In Which Sanchezi Goes On An Excursion (or Herding Cats)

When I was young (13ish), I was dumbfounded to realize that one of my closest friends had not ever been to the beach. It was a weird thing to me because my parents took us to the beach every summer. Living in Charlotte, NC, it was only three hours away. That was my introduction to the concept that not everyone has the same resources and therefore could not afford to do and see all the things someone else does regularly and perhaps takes for granted.

One of the most endearing things that Georgian schools do, in my opinion, is the excursion. This is a trip, usually at the end of the year, that the whole class takes to another city or historical site. What I love about this trip is that it is a bonding experience for the kids. Nothing bonds like shared journeys. The other thing I love about it is, it is an opportunity for kids who would otherwise not be able to see their beautiful and historic country. I meet kid after kid who has not been to the capital or other major cities in Georgia. For the excursion, they pool their resources for food and travel expenses and go. They rarely stay overnight, unless special accommodations can be provided.

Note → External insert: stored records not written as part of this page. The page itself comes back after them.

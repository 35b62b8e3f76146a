// Copyright (C) Microsoft Corporation. All rights reserved.

#![deny(clippy::unwrap_used)]
#![deny(clippy::expect_used)]
#![deny(clippy::panic)]
#![deny(clippy::manual_assert)]

//! Bounded discrete-log recovery with a thread-safe memoization table.
//!
//! Tallies are small non-negative integers, so `t` is recovered from `g^t`
//! by walking `g^0, g^1, ...` up to a known ceiling. The table only grows
//! and is extended under an exclusive lock, so readers never observe a
//! partially-populated entry.

use std::{collections::HashMap, sync::RwLock};

use num_bigint::BigUint;
use tracing::trace;

use util::algebra::{Group, GroupElement};

use crate::errors::{EgError, EgResult};

/// Environment variable overriding the discrete-log ceiling.
pub const EG_BOUNDED_DLOG_MAX: &str = "EG_BOUNDED_DLOG_MAX";

/// Returns the effective ceiling: `EG_BOUNDED_DLOG_MAX` if set and parseable,
/// the supplied default otherwise.
pub fn bounded_dlog_ceiling(default: u64) -> u64 {
    std::env::var(EG_BOUNDED_DLOG_MAX)
        .ok()
        .and_then(|s| s.parse::<u64>().ok())
        .unwrap_or(default)
}

struct DiscreteLogState {
    /// Map from `base^j` to `j` for every exponent computed so far.
    exponents: HashMap<BigUint, u64>,
    /// The largest exponent present in `exponents`.
    last_exponent: u64,
    /// `base^last_exponent`, the point the next extension continues from.
    last_element: BigUint,
}

/// Memoized powers of a fixed base.
///
/// Shared freely across threads; the sole mutable state of the crate.
pub struct DiscreteLog {
    base: BigUint,
    modulus: BigUint,
    state: RwLock<DiscreteLogState>,
}

impl std::fmt::Debug for DiscreteLog {
    fn fmt(&self, f: &mut std::fmt::Formatter<'_>) -> std::fmt::Result {
        let entries = self
            .state
            .read()
            .map(|s| s.last_exponent)
            .unwrap_or_default();
        f.debug_struct("DiscreteLog")
            .field("last_exponent", &entries)
            .finish_non_exhaustive()
    }
}

impl DiscreteLog {
    /// Creates a table for the given base, seeded with `base^0 = 1`.
    pub fn new(base: &GroupElement, group: &Group) -> Self {
        let base = base.as_biguint() % group.modulus();
        let one = BigUint::from(1_u8);

        let mut exponents = HashMap::new();
        exponents.insert(one.clone(), 0);

        DiscreteLog {
            base,
            modulus: group.modulus().clone(),
            state: RwLock::new(DiscreteLogState {
                exponents,
                last_exponent: 0,
                last_element: one,
            }),
        }
    }

    /// Creates a table over the group generator `g`.
    pub fn from_group_generator(group: &Group) -> Self {
        Self::new(&group.generator(), group)
    }

    /// Finds `t` such that `base^t == y`, searching no further than
    /// `ceiling`.
    ///
    /// Fails with [`EgError::TallyOutOfRange`] if no such `t <= ceiling`
    /// exists.
    pub fn find(&self, y: &GroupElement, ceiling: u64) -> EgResult<u64> {
        let y = y.as_biguint();

        // Fast path: the answer is already memoized.
        {
            let state = self
                .state
                .read()
                .map_err(|_| EgError::InvariantViolation("discrete log lock poisoned".to_owned()))?;
            if let Some(&t) = state.exponents.get(y) {
                if t <= ceiling {
                    return Ok(t);
                }
                return Err(EgError::TallyOutOfRange { ceiling });
            }
            if state.last_exponent >= ceiling {
                return Err(EgError::TallyOutOfRange { ceiling });
            }
        }

        // Slow path: extend the table. A writer that raced us may already
        // have passed the target, so re-check under the exclusive lock.
        let mut state = self
            .state
            .write()
            .map_err(|_| EgError::InvariantViolation("discrete log lock poisoned".to_owned()))?;
        if let Some(&t) = state.exponents.get(y) {
            if t <= ceiling {
                return Ok(t);
            }
            return Err(EgError::TallyOutOfRange { ceiling });
        }

        while state.last_exponent < ceiling {
            let next_exponent = state.last_exponent + 1;
            let next_element = &state.last_element * &self.base % &self.modulus;

            state.exponents.insert(next_element.clone(), next_exponent);
            state.last_exponent = next_exponent;
            state.last_element = next_element;

            if &state.last_element == y {
                trace!(exponent = next_exponent, "discrete log found");
                return Ok(next_exponent);
            }
        }

        Err(EgError::TallyOutOfRange { ceiling })
    }
}
// Copyright (C) Microsoft Corporation. All rights reserved.

#![deny(clippy::unwrap_used)]
#![deny(clippy::expect_used)]
#![deny(clippy::panic)]
#![deny(clippy::manual_assert)]

//! Serde helpers serializing [`BigUint`] values at the two field widths used
//! throughout the crate: 256 bits (mod q) and 4096 bits (mod p).

use num_bigint::BigUint;
use serde::{Deserialize, Deserializer, Serialize, Serializer};

use crate::base16::{biguint_from_str_hex_bits, to_string_hex_bits};

pub fn biguint_serialize_256_bits<S>(u: &BigUint, serializer: S) -> Result<S::Ok, S::Error>
where
    S: Serializer,
{
    use serde::ser::Error;

    let s = to_string_hex_bits(u, 256).map_err(S::Error::custom)?;
    s.serialize(serializer)
}

pub fn biguint_serialize_4096_bits<S>(u: &BigUint, serializer: S) -> Result<S::Ok, S::Error>
where
    S: Serializer,
{
    use serde::ser::Error;

    let s = to_string_hex_bits(u, 4096).map_err(S::Error::custom)?;
    s.serialize(serializer)
}

pub fn biguint_deserialize_256_bits<'de, D>(deserializer: D) -> Result<BigUint, D::Error>
where
    D: Deserializer<'de>,
{
    use serde::de::Error;

    let s = String::deserialize(deserializer)?;
    biguint_from_str_hex_bits(&s, 256).map_err(D::Error::custom)
}

pub fn biguint_deserialize_4096_bits<'de, D>(deserializer: D) -> Result<BigUint, D::Error>
where
    D: Deserializer<'de>,
{
    use serde::de::Error;

    let s = String::deserialize(deserializer)?;
    biguint_from_str_hex_bits(&s, 4096).map_err(D::Error::custom)
}
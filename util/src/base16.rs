// Copyright (C) Microsoft Corporation. All rights reserved.

#![deny(clippy::unwrap_used)]
#![deny(clippy::expect_used)]
#![deny(clippy::panic)]
#![deny(clippy::manual_assert)]

//! Conversions between [`BigUint`] and the fixed-width, zero-padded,
//! lowercase hex form used on the wire. No `0x` prefix ever.

use anyhow::{ensure, Result};
use num_bigint::BigUint;
use num_traits::Num;

/// Converts a [`BigUint`] to lowercase hex with no prefix, left-padded with
/// zeros to the number of bytes required to hold `fixed_len_bits`.
///
/// Returns an error if the value does not fit.
pub fn to_string_hex_bits(u: &BigUint, fixed_len_bits: u32) -> Result<String> {
    let fixed_len_bytes = (fixed_len_bits as u64).max(1).div_ceil(8);
    let fixed_len_digits = (fixed_len_bytes * 2) as usize;

    let s = format!("{u:x}");
    ensure!(
        s.len() <= fixed_len_digits,
        "Value of {} hex digits is too large for a fixed width of {fixed_len_digits} digits.",
        s.len()
    );

    let mut out = String::with_capacity(fixed_len_digits);
    out.extend(std::iter::repeat('0').take(fixed_len_digits - s.len()));
    out.push_str(&s);
    Ok(out)
}

/// Parses a fixed-width lowercase hex string back into a [`BigUint`].
///
/// The string must be exactly the width implied by `fixed_len_bits` and
/// consist only of lowercase hex digits.
pub fn biguint_from_str_hex_bits(s: &str, fixed_len_bits: u32) -> Result<BigUint> {
    let fixed_len_bytes = (fixed_len_bits as u64).max(1).div_ceil(8);
    let fixed_len_digits = (fixed_len_bytes * 2) as usize;

    ensure!(
        s.len() == fixed_len_digits,
        "Expected exactly {fixed_len_digits} hex digits, got {}.",
        s.len()
    );
    ensure!(
        s.bytes()
            .all(|b| b.is_ascii_digit() || (b'a'..=b'f').contains(&b)),
        "Non-lowercase-hex character in input."
    );

    BigUint::from_str_radix(s, 16).map_err(Into::into)
}

/// Builds a [`BigUint`] from a hex string literal, ignoring ASCII whitespace.
///
/// Intended for compiled-in constants only; panics on a non-hex character.
#[allow(clippy::panic)]
pub fn hex_to_biguint(s: &str) -> BigUint {
    let digits: String = s.chars().filter(|c| !c.is_ascii_whitespace()).collect();
    match BigUint::from_str_radix(&digits, 16) {
        Ok(u) => u,
        Err(e) => panic!("invalid hex literal: {e}"),
    }
}

#[cfg(test)]
#[allow(clippy::unwrap_used)]
mod test {
    use super::*;

    #[test]
    fn test_to_string_hex_bits() {
        let u = BigUint::from(0xabc_u32);
        assert_eq!(to_string_hex_bits(&u, 16).unwrap(), "0abc");
        assert_eq!(to_string_hex_bits(&u, 32).unwrap(), "00000abc");
        assert!(to_string_hex_bits(&u, 8).is_err());
    }

    #[test]
    fn test_biguint_from_str_hex_bits() {
        assert_eq!(
            biguint_from_str_hex_bits("0abc", 16).unwrap(),
            BigUint::from(0xabc_u32)
        );
        // Wrong width.
        assert!(biguint_from_str_hex_bits("abc", 16).is_err());
        // Uppercase is not canonical.
        assert!(biguint_from_str_hex_bits("0ABC", 16).is_err());
    }

    #[test]
    fn test_hex_to_biguint() {
        assert_eq!(
            hex_to_biguint(
                "
                FF FF"
            ),
            BigUint::from(0xffff_u32)
        );
    }

    #[test]
    fn test_round_trip() {
        let u = hex_to_biguint("1234567890abcdef");
        let s = to_string_hex_bits(&u, 256).unwrap();
        assert_eq!(s.len(), 64);
        assert_eq!(biguint_from_str_hex_bits(&s, 256).unwrap(), u);
    }
}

I was not invited on any excursions last year, unfortunately, but this year I have been invited on several. The first was this past weekend with Natia’s, my host mother’s, 1st grade class. They are the bigger of the two first grade classes I have.

We assembled in front of the school Sunday morning. The class was so big that we had to take two marshrutkas. And on top of that, to save costs, the kids had to sit on the laps of the parents. We were packed in like rats. When I walked up with Natia that morning, one of the marshrutkas was already there. And it was overrun with the boys of the class. First grade Georgian boys… wow. They are a toxic mix of energy and physical aggression. Thankfully they are too little to hurt others or themselves, or they would be serial killers or sociopaths. The bus was literally rocking with their enthusiasm. The girls, equally excited were standing outside being harnessed by their mothers. Don’t be fooled by the gender difference. I saw a first grade girl run up behind another unsuspecting girl and perform a flying double elbow to the head. The assaulted girl crashed to the ground stunned at the sheer violence that was enacted upon her, then obviously started crying. The assaulting girl stood above her and smiled triumphantly. I saw it with my own eyes.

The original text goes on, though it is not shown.